Al subir la primera grada se percató de que no había sacado las monedas y se puso a buscarlas en la cartera amarilla que era un mar insondable de artefactos que imitaba a la chistera de un mago que saca y saca cosas más grandes que su copa alta. Cuando pensó que se estaba demorando demasiado, el chofer le dijo, con cara seria, que para ella el viaje sería gratis, lo cual fue confirmado por el leve guiño de sus ojeras de ultratumba que resaltaban amistosamente en el cuello de la camisa pulcramente blanca.

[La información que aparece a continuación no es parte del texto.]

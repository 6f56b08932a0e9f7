//! Merge command implementation.

use anyhow::{Context, Result};
use colored::Colorize;
use std::path::Path;

use crate::core::merger::{DegradationLevel, DegradedResult, Merger, MetadataResult};
use crate::models::config::Config;

/// Read per-source results from a JSON array.
pub fn load_results(path: &Path) -> Result<Vec<MetadataResult>> {
    let content = std::fs::read_to_string(path)
        .with_context(|| format!("Failed to read {}", path.display()))?;
    let results: Vec<MetadataResult> = serde_json::from_str(&content)
        .with_context(|| format!("{} is not a JSON array of results", path.display()))?;
    Ok(results)
}

/// Execute merge command.
pub fn execute_merge(config: &Config, file: &Path, format: &str) -> Result<()> {
    let results = load_results(file)?;
    tracing::debug!("Merging {} results from {}", results.len(), file.display());

    let merged = Merger::new(config.merger_config()).merge(&results);

    if format == "json" {
        println!("{}", serde_json::to_string_pretty(&merged)?);
    } else {
        print_merged(&merged);
    }

    Ok(())
}

fn print_merged(result: &DegradedResult) {
    let level = match result.degradation_level {
        DegradationLevel::Normal => "normal".green(),
        DegradationLevel::Partial => "partial".yellow(),
        DegradationLevel::Minimal => "minimal".red(),
    };
    let metadata = &result.metadata;

    println!("{} {}", "Degradation:".bold(), level);
    println!("{}", "-".repeat(60));
    println!("{:<10} {}", "Title", metadata.title);
    println!("{:<10} {}", "Year", metadata.year);
    println!("{:<10} {}", "Overview", metadata.overview);
    println!("{:<10} {}", "Poster", metadata.poster_url);
    if !metadata.genres.is_empty() {
        println!("{:<10} {}", "Genres", metadata.genres.join(", "));
    }
    if !metadata.cast.is_empty() {
        println!("{:<10} {}", "Cast", metadata.cast.join(", "));
    }
    println!("{}", "-".repeat(60));

    for (field, source) in &metadata.field_sources {
        println!("  {} {} {}", field.as_str().dimmed(), "<-".dimmed(), source);
    }
    if !result.fallback_used.is_empty() {
        println!("{} {}", "Sources:".bold(), result.fallback_used.join(" → "));
    }
    if !result.is_complete() {
        println!("{}", result.message.yellow());
    }
}

#[cfg(test)]
mod tests {
    use super::*;
    use std::io::Write;

    #[test]
    fn test_load_results() {
        let mut file = tempfile::NamedTempFile::new().unwrap();
        write!(
            file,
            r#"[{{"source": "TMDb", "title": "Inception", "year": 2010}}, {{"source": "Douban", "overview": "盜夢空間"}}]"#
        )
        .unwrap();

        let results = load_results(file.path()).unwrap();
        assert_eq!(results.len(), 2);
        assert_eq!(results[0].title.as_deref(), Some("Inception"));
        assert!(results[0].genres.is_empty());
        assert_eq!(results[1].overview.as_deref(), Some("盜夢空間"));
    }

    #[test]
    fn test_load_results_rejects_object() {
        let mut file = tempfile::NamedTempFile::new().unwrap();
        write!(file, r#"{{"source": "TMDb"}}"#).unwrap();
        assert!(load_results(file.path()).is_err());
    }
}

Ignota agradeció con una sonrisa amplia y simple que se mantuvo inmóvil unos pasos, y al darse vuelta se dio cuenta de que el chofer le había clavado los ojos en la espalda, cerca del cuello, emulando a un torero que prepara la estocada final, como si hubiera visto a una muerta hermosa, o como si estuviera viendo un milagro tangible o una tenue aparición. Sonriendo para ella buscó asiento en el fondo, cerca de la salida, como siempre, para bajarse sin demora y sin roces corpóreos pre-coitales y, por la delincuencia, para poder ver, uno a uno, a los pasajeros que se van subiendo y así ficharlos: empleado, loco, secretaria, costurera, ladrón, expresidente, bailarina, ladrón, vendedor, exministro, enfermera, sociólogo, estudiante, ladrón.